If a line in the data contains "cyan", copy it out.

Dataset entries:
====

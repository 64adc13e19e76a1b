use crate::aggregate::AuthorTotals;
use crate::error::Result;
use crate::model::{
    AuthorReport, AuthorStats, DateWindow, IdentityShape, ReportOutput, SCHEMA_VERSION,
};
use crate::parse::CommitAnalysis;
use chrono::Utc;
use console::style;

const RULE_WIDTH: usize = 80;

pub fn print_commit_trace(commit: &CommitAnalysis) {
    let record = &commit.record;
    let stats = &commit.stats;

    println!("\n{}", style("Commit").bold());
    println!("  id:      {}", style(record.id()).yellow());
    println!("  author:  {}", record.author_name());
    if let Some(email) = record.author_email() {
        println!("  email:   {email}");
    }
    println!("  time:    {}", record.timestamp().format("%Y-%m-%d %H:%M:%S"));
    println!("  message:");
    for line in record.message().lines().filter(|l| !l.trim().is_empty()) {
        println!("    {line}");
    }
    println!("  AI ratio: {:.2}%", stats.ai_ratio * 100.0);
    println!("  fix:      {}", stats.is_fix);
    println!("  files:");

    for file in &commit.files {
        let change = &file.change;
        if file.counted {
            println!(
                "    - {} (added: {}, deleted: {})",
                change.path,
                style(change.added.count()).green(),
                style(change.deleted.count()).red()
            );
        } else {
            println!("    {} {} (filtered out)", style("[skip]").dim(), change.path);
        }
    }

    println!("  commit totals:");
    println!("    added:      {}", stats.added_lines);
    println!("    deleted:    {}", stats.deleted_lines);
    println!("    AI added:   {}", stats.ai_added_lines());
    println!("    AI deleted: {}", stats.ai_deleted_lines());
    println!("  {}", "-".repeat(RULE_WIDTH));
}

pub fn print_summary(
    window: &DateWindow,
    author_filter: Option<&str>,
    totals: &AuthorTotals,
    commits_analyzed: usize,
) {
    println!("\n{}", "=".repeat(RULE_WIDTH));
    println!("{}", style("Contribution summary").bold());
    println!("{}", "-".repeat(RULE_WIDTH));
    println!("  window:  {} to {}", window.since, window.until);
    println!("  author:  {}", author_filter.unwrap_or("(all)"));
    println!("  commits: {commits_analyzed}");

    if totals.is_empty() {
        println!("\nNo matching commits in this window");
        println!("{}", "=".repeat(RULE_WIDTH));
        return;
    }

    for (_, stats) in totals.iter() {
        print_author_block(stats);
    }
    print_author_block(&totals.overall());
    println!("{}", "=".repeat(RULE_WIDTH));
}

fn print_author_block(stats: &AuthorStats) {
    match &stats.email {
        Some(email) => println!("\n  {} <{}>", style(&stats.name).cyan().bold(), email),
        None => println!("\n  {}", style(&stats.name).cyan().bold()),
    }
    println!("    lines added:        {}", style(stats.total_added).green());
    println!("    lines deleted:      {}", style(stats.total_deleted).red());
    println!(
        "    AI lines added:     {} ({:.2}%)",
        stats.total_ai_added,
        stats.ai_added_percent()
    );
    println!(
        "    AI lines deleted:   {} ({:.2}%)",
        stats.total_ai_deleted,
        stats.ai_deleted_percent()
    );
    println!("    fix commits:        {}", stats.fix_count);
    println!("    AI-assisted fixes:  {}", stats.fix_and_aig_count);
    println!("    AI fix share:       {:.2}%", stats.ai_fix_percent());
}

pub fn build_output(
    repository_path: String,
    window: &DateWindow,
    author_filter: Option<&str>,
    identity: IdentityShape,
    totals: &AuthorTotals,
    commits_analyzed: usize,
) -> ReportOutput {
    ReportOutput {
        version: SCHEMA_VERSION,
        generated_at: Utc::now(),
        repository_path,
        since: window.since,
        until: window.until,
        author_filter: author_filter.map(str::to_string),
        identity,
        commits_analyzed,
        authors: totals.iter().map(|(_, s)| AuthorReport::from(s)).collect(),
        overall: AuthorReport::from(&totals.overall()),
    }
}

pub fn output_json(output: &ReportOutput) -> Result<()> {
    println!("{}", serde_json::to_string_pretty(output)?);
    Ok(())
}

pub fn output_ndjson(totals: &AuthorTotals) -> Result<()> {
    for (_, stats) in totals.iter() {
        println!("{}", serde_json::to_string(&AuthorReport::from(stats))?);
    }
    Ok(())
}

====

(RESPONSE BOX)
        Some(email) => println!("\n  {} <{}>", style(&stats.name).cyan().bold(), email),
        None => println!("\n  {}", style(&stats.name).cyan().bold()),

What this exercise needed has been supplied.